So, I’ve been seeing a lot of hubbub today about the writer for The Vampire Diaries being “fired” (that’s the word they’re using) from her books by HarperCollins.
Before you get your “BUT THAT’S HER WORK!” outrage on, let me explain.
From what I understand of the situation, HarperCollins essentially said, “Look, vampires are hot, and we want a young adult series with vampires, let’s find an author to write that.” and they hired L.J. Smith to write the series “for hire.” What does that mean? That HarperCollins, essentially, commissioned L.J. Smith to write the series for them but, like other commissioned work, they owned what was produced. For whatever reason, HC apparently decided to remove Smith from writing the series, instead turning it over to a so-far-unnamed ghostwriter.
There are a couple of things to keep in mind here:
1. This situation is different than what happens with other authors who create their own work and then sell rights to a publisher. In those situations, the creation of the work was solely done by the author and so all rights belong to the author; in this situation, HarperCollins hired Smith to write for them in the same way that you might commission an artist to produce a painting or a newspaper might hire a columnist to produce copy for them. As with Smith and both of the latter examples, the employer, unless specified in contract, would own the work produced because that’s the good they’ve hired the creator to produce (at least as my very layman’s understanding of such things goes) and all rights that go along with it. The employer should recognize the creator of the work for having created it, which is why Smith’s name is on the cover and she’ll get creation credits for it in the future (and why columnists get by-lines, artists can put their name on their paintings, etc.), but the work and all rights are owned by the commissioner.
2. Since, at that point, Smith is more or less just a commissioned employee of HarperCollins then it is possible for them to “fire” her from “her works” because they aren’t her works, their HarperCollins’. Is that possibly a douchey move? Sure, it might be; I’m sure that Smith put not just a lot of time and effort into her creations but love as well and I can’t imagine what it would be like to be told “Thanks for all the hard work in getting this series off the ground and popular, now GTFO.” I’d probably be furious then get RAGING drunk and stay that way for a good long time (or until my wife put me in a clinic or threatened to leave me). Douchey or not, HarperCollins can do that.
3. Always be careful with what contracts you sign, always. In a quote from Smith, she said she didn’t understand what “for hire” meant in the beginning and only learned about it later “to her horror.” I think that part of this current drama is on Smith; as with any agreement or contract, the onus is on the person signing it to know what they are signing and if she didn’t want to potentially end up in this situation then she shouldn’t have signed. Maybe she was young and naïve, maybe she was just enchanted with the idea of seeing her work in print (I know I’d be), but that doesn’t excuse her from not figuring out what the contract entailed before she signed it.

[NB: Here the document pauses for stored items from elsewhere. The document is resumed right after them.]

//! Turn handling: decide between a direct answer and web retrieval, then produce the reply.

use crate::orchestrator::RetrievalOrchestrator;
use crate::synthesize::AnswerSynthesizer;
use crate::{bounded, synthesis_failure_message, NO_RESULTS_MESSAGE};
use sentinel_core::{
    render_chat_history, ChatMessage, LanguageModel, Query, RankedResult, Result, RunOutcome,
};
use serde::Serialize;
use std::sync::Arc;
use std::time::Duration;
use tokio_util::sync::CancellationToken;

pub const ROUTE_MAX_TOKENS: u32 = 10;
pub const KNOWLEDGE_MAX_TOKENS: u32 = 500;
pub const KNOWLEDGE_FAILURE_MESSAGE: &str =
    "I apologize, but I'm having trouble generating a response.";

const GREETINGS: [&str; 3] = ["hi", "hello", "hey"];
const ROUTE_PROMPT: &str = "Decide whether the query needs current information from the web or \
can be answered from general knowledge. Reply with exactly one word: web_search or knowledge_base.";

#[derive(Debug, Clone, Copy, PartialEq, Eq, Serialize)]
#[serde(rename_all = "snake_case")]
pub enum Route {
    WebSearch,
    KnowledgeBase,
}

#[derive(Debug, Clone, Copy, PartialEq, Eq, Serialize)]
#[serde(rename_all = "snake_case")]
pub enum ChatOutcome {
    Answered,
    NoResults,
    SynthesisFailed,
    Knowledge,
}

#[derive(Debug, Clone, Serialize)]
pub struct ChatReply {
    pub route: Route,
    pub outcome: ChatOutcome,
    pub text: String,
    /// Ranked sources the answer was built from (web route only).
    pub documents: Vec<RankedResult>,
}

#[derive(Debug, Clone)]
pub struct ChatOptions {
    pub only_web_search: bool,
    pub temperature: f32,
    pub target_count: usize,
    pub max_attempts: usize,
}

impl Default for ChatOptions {
    fn default() -> Self {
        Self {
            only_web_search: false,
            temperature: 0.2,
            target_count: 3,
            max_attempts: 3,
        }
    }
}

pub struct ChatHandler {
    model: Arc<dyn LanguageModel>,
    orchestrator: Arc<RetrievalOrchestrator>,
    synthesizer: AnswerSynthesizer,
    timeout: Duration,
}

impl ChatHandler {
    pub fn new(
        model: Arc<dyn LanguageModel>,
        orchestrator: Arc<RetrievalOrchestrator>,
        synthesizer: AnswerSynthesizer,
        timeout: Duration,
    ) -> Self {
        Self {
            model,
            orchestrator,
            synthesizer,
            timeout,
        }
    }

    pub async fn route(&self, message: &str, chat_context: &str) -> Route {
        if GREETINGS.contains(&message.trim().to_lowercase().as_str()) {
            return Route::KnowledgeBase;
        }
        let messages = vec![
            ChatMessage::system(ROUTE_PROMPT),
            ChatMessage::user(format!("Query: {message}\nChat history: {chat_context}")),
        ];
        match bounded(
            self.timeout,
            self.model.generate(&messages, ROUTE_MAX_TOKENS, 0.2),
        )
        .await
        {
            Ok(reply) if reply.to_lowercase().contains("web_search") => Route::WebSearch,
            Ok(_) => Route::KnowledgeBase,
            Err(e) => {
                tracing::warn!(error = %e, "routing failed; defaulting to web search");
                Route::WebSearch
            }
        }
    }

    async fn answer_directly(&self, message: &str, chat_context: &str, temperature: f32) -> String {
        let messages = vec![
            ChatMessage::system("You are a helpful assistant."),
            ChatMessage::user(format!("{chat_context}\nUser: {message}")),
        ];
        match bounded(
            self.timeout,
            self.model
                .generate(&messages, KNOWLEDGE_MAX_TOKENS, temperature),
        )
        .await
        {
            Ok(text) => text,
            Err(e) => {
                tracing::warn!(error = %e, "direct answer failed");
                KNOWLEDGE_FAILURE_MESSAGE.to_string()
            }
        }
    }

    /// Produce the reply for one user turn. Only cancellation is returned as an error.
    pub async fn respond(
        &self,
        message: &str,
        history: &[ChatMessage],
        options: &ChatOptions,
        cancel: &CancellationToken,
    ) -> Result<ChatReply> {
        let chat_context = render_chat_history(history);
        let route = if options.only_web_search {
            Route::WebSearch
        } else {
            self.route(message, &chat_context).await
        };
        tracing::info!(?route, "message routed");

        if route == Route::KnowledgeBase {
            return Ok(ChatReply {
                route,
                outcome: ChatOutcome::Knowledge,
                text: self
                    .answer_directly(message, &chat_context, options.temperature)
                    .await,
                documents: Vec::new(),
            });
        }

        let outcome = self
            .orchestrator
            .run(
                &Query::new(message),
                &chat_context,
                options.target_count,
                options.max_attempts,
                cancel,
            )
            .await?;
        let input = match outcome {
            RunOutcome::Empty => {
                return Ok(ChatReply {
                    route,
                    outcome: ChatOutcome::NoResults,
                    text: NO_RESULTS_MESSAGE.to_string(),
                    documents: Vec::new(),
                })
            }
            RunOutcome::Ready(input) => input,
        };
        let documents = input.documents().to_vec();
        Ok(match self.synthesizer.synthesize(&input).await {
            Ok(text) => ChatReply {
                route,
                outcome: ChatOutcome::Answered,
                text,
                documents,
            },
            Err(e) => {
                tracing::error!(error = %e, "synthesis failed");
                ChatReply {
                    route,
                    outcome: ChatOutcome::SynthesisFailed,
                    text: synthesis_failure_message(&e),
                    documents,
                }
            }
        })
    }
}
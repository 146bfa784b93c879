//! Minimal, deterministic text normalization for matching and hashing.
//!
//! Lossy by construction: output is only used as a matching key, never for display.

/// Lowercase, and treat every non-alphanumeric run as a single space.
pub fn scrub(s: &str) -> String {
    let mut out = String::with_capacity(s.len());
    let mut last_space = true;
    for ch in s.chars() {
        if ch.is_alphanumeric() {
            for lc in ch.to_lowercase() {
                out.push(lc);
            }
            last_space = false;
        } else if !last_space {
            out.push(' ');
            last_space = true;
        }
    }
    out.trim_end().to_string()
}

/// Scrubbed tokens of at least two characters, in document order.
pub fn tokens(s: &str) -> Vec<String> {
    scrub(s)
        .split(' ')
        .filter(|t| t.chars().count() >= 2)
        .map(str::to_string)
        .collect()
}
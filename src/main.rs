use anyhow::Result;
use tracing_subscriber::EnvFilter;
use trade_data_api::config;
use trade_data_api::server;

#[tokio::main]
async fn main() -> Result<()> {
    dotenvy::dotenv().ok();

    let config = config::load_from_env()?;
    init_tracing(&config.log_level, &config.log_format);

    config.print_summary();

    server::run(config).await
}

/// Installs the global subscriber. `RUST_LOG` wins over the configured level.
fn init_tracing(log_level: &str, log_format: &str) {
    let filter = EnvFilter::try_from_default_env()
        .or_else(|_| EnvFilter::try_new(log_level))
        .unwrap_or_else(|_| EnvFilter::new("info"));

    let builder = tracing_subscriber::fmt().with_env_filter(filter);

    if log_format.eq_ignore_ascii_case("json") {
        builder.json().with_current_span(true).init();
    } else {
        builder.init();
    }
}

4. That being said: if you don’t like what HarperCollins has done, then don’t support the series. Seriously, just don’t. If she has other books or works that HC doesn’t own, buy those; support the author instead.
As I said before, I can’t imagine what L.J. Smith is going through if this is true; losing a creation you’ve worked so hard on in that fashion, watching it instead be given to someone else, would fill me horror in the same way she expresses.